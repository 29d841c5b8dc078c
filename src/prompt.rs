use crate::error::{PrivacyError, Result};
use dialoguer::{Input, Password};
use std::io::{self, BufRead, IsTerminal, Write};

/// Line-oriented access to the user. Everything interactive goes through
/// this so the selection and confirmation flow can run without a terminal.
pub trait Prompter {
    fn read_line(&mut self, prompt: &str) -> Result<String>;

    /// Like `read_line` but without echoing the input.
    fn read_secret(&mut self, prompt: &str) -> Result<String>;
}

/// `yes`/`y` in any case, surrounding whitespace ignored.
pub fn is_affirmative(answer: &str) -> bool {
    matches!(answer.trim().to_lowercase().as_str(), "yes" | "y")
}

pub fn confirm<P: Prompter + ?Sized>(prompter: &mut P, prompt: &str) -> Result<bool> {
    let answer = prompter.read_line(prompt)?;
    Ok(is_affirmative(&answer))
}

/// Prompts on the terminal through dialoguer. When stdin is not a terminal
/// (piped answers), each prompt reads one plain line instead.
pub struct TerminalPrompter {
    piped: Option<Box<dyn BufRead>>,
}

impl TerminalPrompter {
    pub fn new() -> Self {
        let stdin = io::stdin();
        if stdin.is_terminal() {
            TerminalPrompter { piped: None }
        } else {
            Self::with_reader(stdin.lock())
        }
    }

    /// Answer every prompt from `reader`, one line each.
    pub fn with_reader(reader: impl BufRead + 'static) -> Self {
        TerminalPrompter {
            piped: Some(Box::new(reader)),
        }
    }
}

impl Default for TerminalPrompter {
    fn default() -> Self {
        Self::new()
    }
}

fn read_piped_line(reader: &mut dyn BufRead, prompt: &str) -> Result<String> {
    print!("{}: ", prompt);
    let _ = io::stdout().flush();

    let mut line = String::new();
    if reader.read_line(&mut line)? == 0 {
        return Err(PrivacyError::IoError(io::Error::new(
            io::ErrorKind::UnexpectedEof,
            "input ended before a prompt was answered",
        )));
    }
    println!();

    Ok(line.trim_end_matches(['\r', '\n']).to_string())
}

impl Prompter for TerminalPrompter {
    fn read_line(&mut self, prompt: &str) -> Result<String> {
        if let Some(reader) = self.piped.as_mut() {
            return read_piped_line(reader.as_mut(), prompt);
        }

        let line: String = Input::new()
            .with_prompt(prompt)
            .allow_empty(true)
            .interact_text()?;
        Ok(line)
    }

    fn read_secret(&mut self, prompt: &str) -> Result<String> {
        if let Some(reader) = self.piped.as_mut() {
            return read_piped_line(reader.as_mut(), prompt);
        }

        let secret = Password::new()
            .with_prompt(prompt)
            .allow_empty_password(true)
            .interact()?;
        Ok(secret)
    }
}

-.-.-

- What is needed -
Restate the entries. Match them exactly.

- Written solution -
repository 29d841c5b8dc078c
filename src/prompt.rs
use crate::error::{PrivacyError, Result};
use dialoguer::{Input, Password};
use std::io::{self, BufRead, IsTerminal, Write};

/// Line-oriented access to the user. Everything interactive goes through
/// this so the selection and confirmation flow can run without a terminal.
pub trait Prompter {
    fn read_line(&mut self, prompt: &str) -> Result<String>;

    /// Like `read_line` but without echoing the input.
    fn read_secret(&mut self, prompt: &str) -> Result<String>;
}

/// `yes`/`y` in any case, surrounding whitespace ignored.
pub fn is_affirmative(answer: &str) -> bool {
    matches!(answer.trim().to_lowercase().as_str(), "yes" | "y")
}

pub fn confirm<P: Prompter + ?Sized>(prompter: &mut P, prompt: &str) -> Result<bool> {
    let answer = prompter.read_line(prompt)?;
    Ok(is_affirmative(&answer))
}

/// Prompts on the terminal through dialoguer. When stdin is not a terminal
/// (piped answers), each prompt reads one plain line instead.
pub struct TerminalPrompter {
    piped: Option<Box<dyn BufRead>>,
}

impl TerminalPrompter {
    pub fn new() -> Self {
        let stdin = io::stdin();
        if stdin.is_terminal() {
            TerminalPrompter { piped: None }
        } else {
            Self::with_reader(stdin.lock())
        }
    }

    /// Answer every prompt from `reader`, one line each.
    pub fn with_reader(reader: impl BufRead + 'static) -> Self {
        TerminalPrompter {
            piped: Some(Box::new(reader)),
        }
    }
}

impl Default for TerminalPrompter {
    fn default() -> Self {
        Self::new()
    }
}

fn read_piped_line(reader: &mut dyn BufRead, prompt: &str) -> Result<String> {
    print!("{}: ", prompt);
    let _ = io::stdout().flush();

    let mut line = String::new();
    if reader.read_line(&mut line)? == 0 {
        return Err(PrivacyError::IoError(io::Error::new(
            io::ErrorKind::UnexpectedEof,
            "input ended before a prompt was answered",
        )));
    }
    println!();

    Ok(line.trim_end_matches(['\r', '\n']).to_string())
}

impl Prompter for TerminalPrompter {
    fn read_line(&mut self, prompt: &str) -> Result<String> {
        if let Some(reader) = self.piped.as_mut() {
            return read_piped_line(reader.as_mut(), prompt);
        }

        let line: String = Input::new()
            .with_prompt(prompt)
            .allow_empty(true)
            .interact_text()?;
        Ok(line)
    }

    fn read_secret(&mut self, prompt: &str) -> Result<String> {
        if let Some(reader) = self.piped.as_mut() {
            return read_piped_line(reader.as_mut(), prompt);
        }

        let secret = Password::new()
            .with_prompt(prompt)
            .allow_empty_password(true)
            .interact()?;
        Ok(secret)
    }
}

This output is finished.